**SUPPLIED RECORDS**
------

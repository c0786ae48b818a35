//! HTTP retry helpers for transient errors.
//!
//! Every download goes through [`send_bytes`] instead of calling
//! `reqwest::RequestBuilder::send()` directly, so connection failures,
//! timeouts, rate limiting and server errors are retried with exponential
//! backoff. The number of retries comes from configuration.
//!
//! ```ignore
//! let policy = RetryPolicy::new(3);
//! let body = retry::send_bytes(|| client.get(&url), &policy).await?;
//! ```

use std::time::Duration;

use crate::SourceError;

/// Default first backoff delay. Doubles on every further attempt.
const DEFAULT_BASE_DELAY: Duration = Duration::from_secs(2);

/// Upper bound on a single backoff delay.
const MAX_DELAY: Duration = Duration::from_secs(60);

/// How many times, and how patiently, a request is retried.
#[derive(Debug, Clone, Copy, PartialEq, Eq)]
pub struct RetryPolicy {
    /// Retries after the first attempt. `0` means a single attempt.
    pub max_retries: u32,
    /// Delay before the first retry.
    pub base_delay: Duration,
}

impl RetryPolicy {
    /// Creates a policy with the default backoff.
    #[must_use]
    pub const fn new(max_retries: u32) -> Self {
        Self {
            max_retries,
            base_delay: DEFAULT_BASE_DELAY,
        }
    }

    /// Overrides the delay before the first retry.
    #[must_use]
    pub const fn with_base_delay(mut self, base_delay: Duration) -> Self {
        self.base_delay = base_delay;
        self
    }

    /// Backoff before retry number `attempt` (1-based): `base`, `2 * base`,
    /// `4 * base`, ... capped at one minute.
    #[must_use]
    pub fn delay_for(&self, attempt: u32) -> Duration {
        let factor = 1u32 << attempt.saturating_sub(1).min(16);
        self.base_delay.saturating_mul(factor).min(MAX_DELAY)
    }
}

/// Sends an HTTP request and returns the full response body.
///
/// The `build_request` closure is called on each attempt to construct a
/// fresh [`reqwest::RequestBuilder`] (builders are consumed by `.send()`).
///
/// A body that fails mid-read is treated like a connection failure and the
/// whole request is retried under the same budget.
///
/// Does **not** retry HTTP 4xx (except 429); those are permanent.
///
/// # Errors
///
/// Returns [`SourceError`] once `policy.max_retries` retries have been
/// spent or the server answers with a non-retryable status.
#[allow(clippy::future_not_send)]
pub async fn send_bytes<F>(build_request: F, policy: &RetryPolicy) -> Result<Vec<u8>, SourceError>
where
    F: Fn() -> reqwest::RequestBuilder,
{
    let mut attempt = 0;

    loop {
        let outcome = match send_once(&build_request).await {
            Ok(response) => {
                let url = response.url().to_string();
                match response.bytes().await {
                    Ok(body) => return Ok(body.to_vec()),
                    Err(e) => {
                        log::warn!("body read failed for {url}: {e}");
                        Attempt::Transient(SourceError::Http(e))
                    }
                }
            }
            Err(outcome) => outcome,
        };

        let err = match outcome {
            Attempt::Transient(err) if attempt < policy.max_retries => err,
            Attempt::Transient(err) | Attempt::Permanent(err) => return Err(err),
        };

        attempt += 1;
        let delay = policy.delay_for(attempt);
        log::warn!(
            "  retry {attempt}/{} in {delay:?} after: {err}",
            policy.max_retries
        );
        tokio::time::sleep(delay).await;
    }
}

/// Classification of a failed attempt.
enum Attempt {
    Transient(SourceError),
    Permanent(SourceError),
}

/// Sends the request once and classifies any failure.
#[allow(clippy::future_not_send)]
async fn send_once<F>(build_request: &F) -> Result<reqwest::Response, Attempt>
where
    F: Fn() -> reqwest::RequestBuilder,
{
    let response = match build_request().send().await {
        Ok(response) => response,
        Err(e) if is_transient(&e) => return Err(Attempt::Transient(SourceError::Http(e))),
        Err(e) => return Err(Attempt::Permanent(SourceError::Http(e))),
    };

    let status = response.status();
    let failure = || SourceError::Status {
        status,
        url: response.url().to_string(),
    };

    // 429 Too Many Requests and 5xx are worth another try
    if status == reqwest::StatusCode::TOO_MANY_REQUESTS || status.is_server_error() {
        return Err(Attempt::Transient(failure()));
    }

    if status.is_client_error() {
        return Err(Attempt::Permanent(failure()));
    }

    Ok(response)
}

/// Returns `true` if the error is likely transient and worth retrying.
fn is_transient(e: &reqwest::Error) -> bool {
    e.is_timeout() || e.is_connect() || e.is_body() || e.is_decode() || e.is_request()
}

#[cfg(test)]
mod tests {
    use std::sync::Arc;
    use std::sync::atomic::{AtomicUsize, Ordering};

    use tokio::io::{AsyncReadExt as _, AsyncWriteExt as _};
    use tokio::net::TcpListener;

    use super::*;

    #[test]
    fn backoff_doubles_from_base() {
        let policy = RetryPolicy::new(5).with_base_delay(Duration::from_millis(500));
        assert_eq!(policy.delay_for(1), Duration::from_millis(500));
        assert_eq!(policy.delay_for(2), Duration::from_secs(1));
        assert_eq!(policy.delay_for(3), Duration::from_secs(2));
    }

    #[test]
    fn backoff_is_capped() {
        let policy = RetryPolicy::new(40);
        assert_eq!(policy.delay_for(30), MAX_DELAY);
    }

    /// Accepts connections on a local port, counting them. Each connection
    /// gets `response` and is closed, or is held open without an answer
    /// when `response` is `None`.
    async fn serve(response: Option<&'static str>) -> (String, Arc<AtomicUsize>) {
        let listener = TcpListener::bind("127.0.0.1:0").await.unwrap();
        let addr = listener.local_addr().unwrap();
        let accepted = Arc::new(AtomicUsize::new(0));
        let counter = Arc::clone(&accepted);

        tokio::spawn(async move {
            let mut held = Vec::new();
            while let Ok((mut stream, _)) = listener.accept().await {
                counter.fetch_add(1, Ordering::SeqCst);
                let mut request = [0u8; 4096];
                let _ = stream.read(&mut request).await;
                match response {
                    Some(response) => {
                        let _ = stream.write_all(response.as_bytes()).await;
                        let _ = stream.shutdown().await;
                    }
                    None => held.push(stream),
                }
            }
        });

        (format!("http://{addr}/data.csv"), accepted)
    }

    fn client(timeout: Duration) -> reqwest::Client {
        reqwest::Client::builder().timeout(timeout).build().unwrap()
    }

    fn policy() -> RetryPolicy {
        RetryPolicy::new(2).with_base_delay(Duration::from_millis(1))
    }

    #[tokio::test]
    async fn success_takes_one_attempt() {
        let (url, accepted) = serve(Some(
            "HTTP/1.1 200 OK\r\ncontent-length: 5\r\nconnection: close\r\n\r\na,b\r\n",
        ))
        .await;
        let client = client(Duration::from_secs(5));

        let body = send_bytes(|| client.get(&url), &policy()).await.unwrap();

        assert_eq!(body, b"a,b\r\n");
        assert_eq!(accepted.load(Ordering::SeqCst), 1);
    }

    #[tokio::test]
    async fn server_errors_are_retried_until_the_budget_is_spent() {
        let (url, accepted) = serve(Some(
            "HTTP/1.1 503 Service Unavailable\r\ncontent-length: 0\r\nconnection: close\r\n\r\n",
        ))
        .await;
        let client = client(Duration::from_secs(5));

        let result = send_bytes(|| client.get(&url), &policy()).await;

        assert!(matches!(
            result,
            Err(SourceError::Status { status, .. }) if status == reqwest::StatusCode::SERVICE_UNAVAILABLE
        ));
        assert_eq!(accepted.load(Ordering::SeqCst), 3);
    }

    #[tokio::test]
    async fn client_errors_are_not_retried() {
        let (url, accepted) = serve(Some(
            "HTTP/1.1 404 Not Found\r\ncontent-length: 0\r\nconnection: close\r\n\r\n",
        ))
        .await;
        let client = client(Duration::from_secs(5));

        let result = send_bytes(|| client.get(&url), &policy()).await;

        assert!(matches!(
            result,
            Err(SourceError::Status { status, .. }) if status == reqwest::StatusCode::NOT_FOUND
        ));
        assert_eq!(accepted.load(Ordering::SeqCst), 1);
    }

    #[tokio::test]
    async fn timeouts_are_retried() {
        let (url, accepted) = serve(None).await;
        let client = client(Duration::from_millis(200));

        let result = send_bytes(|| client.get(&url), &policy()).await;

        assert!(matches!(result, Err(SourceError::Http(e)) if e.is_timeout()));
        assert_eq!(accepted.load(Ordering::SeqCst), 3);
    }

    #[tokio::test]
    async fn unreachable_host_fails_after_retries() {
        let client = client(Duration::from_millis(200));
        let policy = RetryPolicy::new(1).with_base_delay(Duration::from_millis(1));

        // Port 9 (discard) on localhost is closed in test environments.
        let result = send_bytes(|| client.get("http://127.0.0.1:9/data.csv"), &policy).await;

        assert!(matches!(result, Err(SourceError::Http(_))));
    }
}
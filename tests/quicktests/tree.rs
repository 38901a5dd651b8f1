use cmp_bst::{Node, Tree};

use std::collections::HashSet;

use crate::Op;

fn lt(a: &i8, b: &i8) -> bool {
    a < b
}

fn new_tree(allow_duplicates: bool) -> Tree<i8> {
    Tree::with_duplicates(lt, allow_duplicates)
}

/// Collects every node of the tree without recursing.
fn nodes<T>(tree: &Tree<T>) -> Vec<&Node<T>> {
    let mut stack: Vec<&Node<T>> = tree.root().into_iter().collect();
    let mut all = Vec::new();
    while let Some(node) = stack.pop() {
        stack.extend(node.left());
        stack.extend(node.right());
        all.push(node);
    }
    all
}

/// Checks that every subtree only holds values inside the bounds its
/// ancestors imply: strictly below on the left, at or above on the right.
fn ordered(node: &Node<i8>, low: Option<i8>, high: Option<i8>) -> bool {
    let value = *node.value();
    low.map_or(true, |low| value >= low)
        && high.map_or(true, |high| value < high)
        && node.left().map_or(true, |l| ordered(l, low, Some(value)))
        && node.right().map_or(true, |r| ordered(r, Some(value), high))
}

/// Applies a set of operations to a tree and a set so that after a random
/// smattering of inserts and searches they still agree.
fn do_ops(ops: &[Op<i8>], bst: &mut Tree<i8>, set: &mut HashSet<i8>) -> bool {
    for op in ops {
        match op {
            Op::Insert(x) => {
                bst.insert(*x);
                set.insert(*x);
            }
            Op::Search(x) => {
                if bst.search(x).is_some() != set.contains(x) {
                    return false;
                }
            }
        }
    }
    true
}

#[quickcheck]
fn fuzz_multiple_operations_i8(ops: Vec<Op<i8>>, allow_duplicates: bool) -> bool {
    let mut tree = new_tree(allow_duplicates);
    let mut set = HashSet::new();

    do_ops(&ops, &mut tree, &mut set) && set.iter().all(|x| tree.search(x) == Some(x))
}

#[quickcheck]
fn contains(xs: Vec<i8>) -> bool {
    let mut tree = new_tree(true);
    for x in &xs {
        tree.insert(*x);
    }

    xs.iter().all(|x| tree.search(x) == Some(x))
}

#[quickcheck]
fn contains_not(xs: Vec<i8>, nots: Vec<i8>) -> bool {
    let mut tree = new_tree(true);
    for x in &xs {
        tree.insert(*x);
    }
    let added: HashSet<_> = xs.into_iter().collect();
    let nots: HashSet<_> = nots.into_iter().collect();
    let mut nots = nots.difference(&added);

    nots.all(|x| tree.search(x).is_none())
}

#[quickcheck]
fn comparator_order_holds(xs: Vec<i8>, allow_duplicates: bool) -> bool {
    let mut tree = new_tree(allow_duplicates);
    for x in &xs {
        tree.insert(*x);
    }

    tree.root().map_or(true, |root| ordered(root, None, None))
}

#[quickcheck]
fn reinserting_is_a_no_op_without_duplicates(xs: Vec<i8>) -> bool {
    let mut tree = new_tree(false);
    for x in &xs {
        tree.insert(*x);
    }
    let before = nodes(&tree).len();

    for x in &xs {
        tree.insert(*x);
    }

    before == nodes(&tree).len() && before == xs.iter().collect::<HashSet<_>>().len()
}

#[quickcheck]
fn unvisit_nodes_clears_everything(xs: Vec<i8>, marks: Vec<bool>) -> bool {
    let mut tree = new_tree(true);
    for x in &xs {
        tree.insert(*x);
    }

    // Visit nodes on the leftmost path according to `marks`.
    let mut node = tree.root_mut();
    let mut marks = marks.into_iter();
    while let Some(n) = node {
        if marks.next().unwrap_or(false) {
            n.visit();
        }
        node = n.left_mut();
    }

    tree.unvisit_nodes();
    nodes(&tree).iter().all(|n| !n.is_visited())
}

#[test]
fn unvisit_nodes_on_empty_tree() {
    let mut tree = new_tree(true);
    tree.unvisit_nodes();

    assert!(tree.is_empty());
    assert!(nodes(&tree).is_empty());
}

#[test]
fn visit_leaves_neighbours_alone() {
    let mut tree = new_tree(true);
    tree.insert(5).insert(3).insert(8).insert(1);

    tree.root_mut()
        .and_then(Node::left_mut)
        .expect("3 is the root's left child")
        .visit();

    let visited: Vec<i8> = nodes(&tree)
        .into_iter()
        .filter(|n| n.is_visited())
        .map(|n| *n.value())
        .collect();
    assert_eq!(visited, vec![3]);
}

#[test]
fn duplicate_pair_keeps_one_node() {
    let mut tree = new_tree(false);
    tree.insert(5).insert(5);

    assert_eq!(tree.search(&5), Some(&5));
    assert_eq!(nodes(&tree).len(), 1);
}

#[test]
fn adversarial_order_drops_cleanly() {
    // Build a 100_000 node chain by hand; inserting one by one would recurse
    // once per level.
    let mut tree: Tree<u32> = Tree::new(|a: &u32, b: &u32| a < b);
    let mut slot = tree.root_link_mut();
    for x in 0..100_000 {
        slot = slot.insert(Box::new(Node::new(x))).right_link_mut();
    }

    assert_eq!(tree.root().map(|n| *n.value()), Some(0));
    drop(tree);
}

------

**WORK INSTRUCTIONS**
Your job is to copy out every line from the records above that has the word "nconnection".

**RESPONSE TO THIS EXERCISE**
            "HTTP/1.1 200 OK\r\ncontent-length: 5\r\nconnection: close\r\n\r\na,b\r\n",
            "HTTP/1.1 503 Service Unavailable\r\ncontent-length: 0\r\nconnection: close\r\n\r\n",
            "HTTP/1.1 404 Not Found\r\ncontent-length: 0\r\nconnection: close\r\n\r\n",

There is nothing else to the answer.